In the group "other", mainly terms that describe aspects outside the factual text of the work were included, because they are regularly asked by library users. For example, these are the previously mentioned aspects included in Pejtersen's accessibility category (Pejtersen and Austin 1983, 234).

When collecting the terms for the thesaurus, it was obvious that the context where the thesaurus is used would play an important role in choosing the right terms and the appropriate depth of the terms being chosen. A concrete example of that was the subject headings for the indexing of juvenile literature. They were included in Kaunokki, although they could as well have been published in a separate special thesaurus. Another problem was considering the environment where the thesaurus would be used. From the very onset, the decision was made that Kaunokki should be suitable for public libraries. For this reason, a great many of the terms that students of literature would consider important aspects of fictional works were omitted from the thesaurus. One solution for this problem would be to create a Thesaurus for Literary Research which is currently under preparation. There is already an example of this in Italy — Thesaurus di letteratura italiana (Negrini and Zozi 1995, see also Negrini and Adamo 1996; Aschero et al. 1995). In the second edition of Kaunokki (2000), this aspect was incorporated. Kaunokki was also developed in order to make it a thesaurus for the entire spectrum of fiction, i.e. literature, movies, comics etc.

The Kaunokki has also been implemented as an ontology-based linked → metadata-based service and this has been utilized when creating the Finnish BookSampo service for fictional works. BookSampo is a semantic portal, encapsulating metadata about practically all Finnish fiction literature available in Finnish public libraries (Mäkelä, Hypén and Hyvönen 2011, 173; Saarti and Hypén 2010).

Branch et al. (2017) emphasize that there is a great need for the ontological structures of fiction. This because (1) of the multi-faceted nature of the fiction and (2) the active and broad culture of fan fiction. It seems that there is no structural coherence and consistency between different types of fiction databases, i.e. library, commercial and fan-based environments. The ontology-based approach could help in improving this situation (see also Rafferty 2018 on social → tagging).

[top of entry]

7. Systematic approach to the fictional knowledge organization

It is apparent that not only the indexing and classification but also the search and retrieval systems for fiction must become multi-faceted in order to meet the diverse needs of different users. Fig. 2 describes a model for a search and retrieval system of fiction (Saarti 2000). It consists of five main blocks (databases) that represent the different actors of the fictional communication system — works of art (texts), their subject indexing and abstracts, history of their reception by readers, history of the writers and cultural history (see e.g. Spiter and Pecoskie 2016). With the aid of this kind of system, one can document in a holistical manner the different aspects of the meaning of a work of fiction, i.e. what the work of fiction is about.

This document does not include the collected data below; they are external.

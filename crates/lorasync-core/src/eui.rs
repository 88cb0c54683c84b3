// ── Device EUI validation ──
//
// An EUI is the join key between a platform asset's device-id list and a
// network-server device. Accepted lengths are 16, 32 or 64 hex digits.

const VALID_LENGTHS: [usize; 3] = [16, 32, 64];

/// `true` iff `s` is 16, 32 or 64 case-insensitive hexadecimal characters.
pub fn is_valid_eui(s: &str) -> bool {
    VALID_LENGTHS.contains(&s.len()) && s.bytes().all(|b| b.is_ascii_hexdigit())
}

/// First syntactically valid EUI in a device-id list.
pub fn first_valid_eui<S: AsRef<str>>(device_ids: &[S]) -> Option<&str> {
    device_ids
        .iter()
        .map(AsRef::as_ref)
        .find(|id| is_valid_eui(id))
}
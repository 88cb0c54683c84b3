// ── Device locator ──
//
// The network server has no global device index, so a device is found
// by scanning every app of the tenant in listing order.

use lorasync_api::NetworkClient;
use lorasync_api::network::types::Device;
use tracing::debug;

/// Find the device with `dev_eui` in any app of the tenant.
///
/// Returns the first match in `list_apps` order. `Ok(None)` means every
/// app answered "not found"; any other per-app failure aborts the scan.
pub async fn find_device(
    client: &NetworkClient,
    dev_eui: &str,
) -> Result<Option<Device>, lorasync_api::Error> {
    let apps = client.list_apps().await?;
    debug!(dev_eui, apps = apps.len(), "searching apps for device");

    for app in &apps {
        if let Some(device) = client.get_device(&app.app_hex_id, dev_eui).await? {
            debug!(dev_eui, app_id = %app.app_hex_id, "device located");
            return Ok(Some(device));
        }
    }
    Ok(None)
}
/// Middleware module
///
/// Cookie-based session authentication for protected scopes.

mod session_middleware;

pub use session_middleware::SessionMiddleware;
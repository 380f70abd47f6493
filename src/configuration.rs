use config::ConfigError;

#[derive(serde::Deserialize, Clone)]
pub struct Settings {
    pub database: DatabaseSettings,
    pub application: ApplicationSettings,
    pub jwt: JwtSettings,
}

#[derive(serde::Deserialize, Clone, Debug)]
pub struct ApplicationSettings {
    pub host: String,
    pub port: u16,
    /// Where rejected sessions are redirected
    #[serde(default = "default_login_path")]
    pub login_path: String,
    /// Login `HX-Location` target and logout redirect
    #[serde(default = "default_home_path")]
    pub home_path: String,
    /// Role required by the protected `/api` scope
    pub required_role: String,
}

fn default_login_path() -> String {
    "/login".to_string()
}

fn default_home_path() -> String {
    "/".to_string()
}

#[derive(serde::Deserialize, Clone)]
pub struct DatabaseSettings {
    pub username: String,
    pub password: String,
    pub port: u16,
    pub host: String,
    pub database_name: String,
}

impl DatabaseSettings {
    pub fn connection_string(&self) -> String {
        format!(
            "postgres://{}:{}@{}:{}/{}",
            self.username, self.password, self.host, self.port, self.database_name
        )
    }
}

/// JWT signing settings. Token lifetimes are fixed policy, not configuration.
#[derive(serde::Deserialize, Clone)]
pub struct JwtSettings {
    pub secret: String,
}

/// Read `configuration.yaml` (optional), then `APP_`-prefixed environment
/// variables, e.g. `APP_JWT__SECRET` or `APP_APPLICATION__PORT`.
pub fn get_configuration() -> Result<Settings, ConfigError> {
    let settings = config::Config::builder()
        .add_source(config::File::with_name("configuration").required(false))
        .add_source(
            config::Environment::with_prefix("APP")
                .prefix_separator("_")
                .separator("__"),
        )
        .build()?;
    settings.try_deserialize::<Settings>()
}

Figure 2: A broad model for a search and retrieval system for fiction

During the past three decades, we have seen a rapid growth in various types of information systems for works of fiction. Figure 2 is a framework for the various layers of the system’s contents. As discussed earlier, the greatest challenge in the analysis of fictional content is its interpretational character. This means that a user-analysis is of the utmost importance when evaluating the pros and cons of any system.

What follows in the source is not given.